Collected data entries

Segment Open

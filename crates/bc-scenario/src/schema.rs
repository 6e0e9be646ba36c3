//! Scenario schema definitions.

use bc_model::PlantInputs;
use serde::{Deserialize, Serialize};

pub const SCENARIO_VERSION: u32 = 1;

/// A scenario file: a named collection of operating-point cases.
#[derive(Debug, Clone, Serialize, Deserialize, PartialEq)]
pub struct Scenario {
    pub version: u32,
    pub name: String,
    #[serde(default)]
    pub description: String,
    #[serde(default)]
    pub cases: Vec<CaseDef>,
}

/// One named operating point.
///
/// `inputs` defaults field-by-field to the reference operating point, so a
/// case only has to spell out its deviations.
#[derive(Debug, Clone, Serialize, Deserialize, PartialEq)]
pub struct CaseDef {
    pub id: String,
    pub name: String,
    #[serde(default)]
    pub inputs: PlantInputs,
}

#[cfg(test)]
mod tests {
    use super::*;

    #[test]
    fn case_inputs_default_to_reference_point() {
        let yaml = r#"
id: c1
name: Reference
"#;
        let case: CaseDef = serde_yaml::from_str(yaml).expect("parse failed");
        assert_eq!(case.inputs, PlantInputs::default());
    }

    #[test]
    fn case_inputs_partial_override() {
        let yaml = r#"
id: c2
name: Hot firing
inputs:
  turbine_inlet_temp_k: 1600.0
"#;
        let case: CaseDef = serde_yaml::from_str(yaml).expect("parse failed");
        assert_eq!(case.inputs.turbine_inlet_temp_k, 1600.0);
        assert_eq!(case.inputs.pressure_ratio, 8.0);
    }
}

Segment Closed

Prompt
I need each line above reproduced exactly.

Finished task
filename crates/bc-scenario/src/schema.rs
repository 6e0e9be646ba36c3
//! Scenario schema definitions.

use bc_model::PlantInputs;
use serde::{Deserialize, Serialize};

pub const SCENARIO_VERSION: u32 = 1;

/// A scenario file: a named collection of operating-point cases.
#[derive(Debug, Clone, Serialize, Deserialize, PartialEq)]
pub struct Scenario {
    pub version: u32,
    pub name: String,
    #[serde(default)]
    pub description: String,
    #[serde(default)]
    pub cases: Vec<CaseDef>,
}

/// One named operating point.
///
/// `inputs` defaults field-by-field to the reference operating point, so a
/// case only has to spell out its deviations.
#[derive(Debug, Clone, Serialize, Deserialize, PartialEq)]
pub struct CaseDef {
    pub id: String,
    pub name: String,
    #[serde(default)]
    pub inputs: PlantInputs,
}

#[cfg(test)]
mod tests {
    use super::*;

    #[test]
    fn case_inputs_default_to_reference_point() {
        let yaml = r#"
id: c1
name: Reference
"#;
        let case: CaseDef = serde_yaml::from_str(yaml).expect("parse failed");
        assert_eq!(case.inputs, PlantInputs::default());
    }

    #[test]
    fn case_inputs_partial_override() {
        let yaml = r#"
id: c2
name: Hot firing
inputs:
  turbine_inlet_temp_k: 1600.0
"#;
        let case: CaseDef = serde_yaml::from_str(yaml).expect("parse failed");
        assert_eq!(case.inputs.turbine_inlet_temp_k, 1600.0);
        assert_eq!(case.inputs.pressure_ratio, 8.0);
    }
}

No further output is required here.